WHAT YOU SHOULD DO — Below is a set of entries. Reproduce exactly the lines from the one containing "fn planner_dir_name(project_dir: &Path)" through the end, both included.

Stored items
%%
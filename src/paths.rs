//! Where planner data lives on disk.
//!
//! Each project gets its own directory under `~/.wedding-planner/planners/`,
//! named after the project folder plus a hash of its full path.

use crate::tasks::id::slugify;
use std::collections::hash_map::DefaultHasher;
use std::hash::{Hash, Hasher};
use std::path::{Path, PathBuf};

/// The base directory name for wedding-planner data.
const DATA_DIR_NAME: &str = ".wedding-planner";

/// The local store filename.
pub const LOCAL_STORE_FILENAME: &str = "tasks.json";

/// `~/.wedding-planner/`, or `None` without a home directory.
#[must_use]
pub fn data_dir() -> Option<PathBuf> {
    dirs::home_dir().map(|home| home.join(DATA_DIR_NAME))
}

/// `~/.wedding-planner/planners/<folder>-<hash>/` for `project_dir`.
#[must_use]
pub fn project_data_dir(project_dir: &Path) -> Option<PathBuf> {
    Some(data_dir()?.join("planners").join(planner_dir_name(project_dir)))
}

/// Default location of the local task store for a project.
///
/// Falls back to `<project>/.wedding-planner/tasks.json` when there is no
/// home directory.
#[must_use]
pub fn local_store_path(project_dir: &Path) -> PathBuf {
    project_data_dir(project_dir)
        .unwrap_or_else(|| project_dir.join(DATA_DIR_NAME))
        .join(LOCAL_STORE_FILENAME)
}

/// e.g. `our-wedding-a1b2c3d4e5f60718`
fn planner_dir_name(project_dir: &Path) -> String {
    let resolved = project_dir.canonicalize().unwrap_or_else(|_| project_dir.to_path_buf());

    let folder = resolved.file_name().map(|n| slugify(&n.to_string_lossy())).unwrap_or_default();
    let folder = if folder.is_empty() { "planner".to_string() } else { folder };

    let mut hasher = DefaultHasher::new();
    resolved.hash(&mut hasher);
    format!("{folder}-{:016x}", hasher.finish())
}
//! Proxy validation core
//!
//! This module provides functionality for:
//! - Parsing candidate lists in HOST:PORT format with per-line warnings
//! - Probing candidates over HTTP, HTTPS, SOCKS4 and SOCKS5 with hard
//!   per-probe deadlines
//! - Scheduling many probes concurrently under a bounded pool
//! - Aggregating results into a deterministic report of working proxies

pub mod checker;
pub mod models;
pub mod parser;
pub mod probe;
pub mod report;
pub mod target;

pub use checker::{CheckerConfig, ProxyChecker};
pub use models::{Candidate, Outcome, ParseWarning, ProbeResult, ProxyType};
pub use parser::CandidateParser;
pub use probe::probe;
pub use report::{aggregate, ConfigEntry, OutcomeCounts, Report};
pub use target::TestTarget;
%%
ANSWER BELOW —
fn planner_dir_name(project_dir: &Path) -> String {
    let resolved = project_dir.canonicalize().unwrap_or_else(|_| project_dir.to_path_buf());

    let folder = resolved.file_name().map(|n| slugify(&n.to_string_lossy())).unwrap_or_default();
    let folder = if folder.is_empty() { "planner".to_string() } else { folder };

    let mut hasher = DefaultHasher::new();
    resolved.hash(&mut hasher);
    format!("{folder}-{:016x}", hasher.finish())
}
//! Proxy validation core
//!
//! This module provides functionality for:
//! - Parsing candidate lists in HOST:PORT format with per-line warnings
//! - Probing candidates over HTTP, HTTPS, SOCKS4 and SOCKS5 with hard
//!   per-probe deadlines
//! - Scheduling many probes concurrently under a bounded pool
//! - Aggregating results into a deterministic report of working proxies

pub mod checker;
pub mod models;
pub mod parser;
pub mod probe;
pub mod report;
pub mod target;

pub use checker::{CheckerConfig, ProxyChecker};
pub use models::{Candidate, Outcome, ParseWarning, ProbeResult, ProxyType};
pub use parser::CandidateParser;
pub use probe::probe;
pub use report::{aggregate, ConfigEntry, OutcomeCounts, Report};
pub use target::TestTarget;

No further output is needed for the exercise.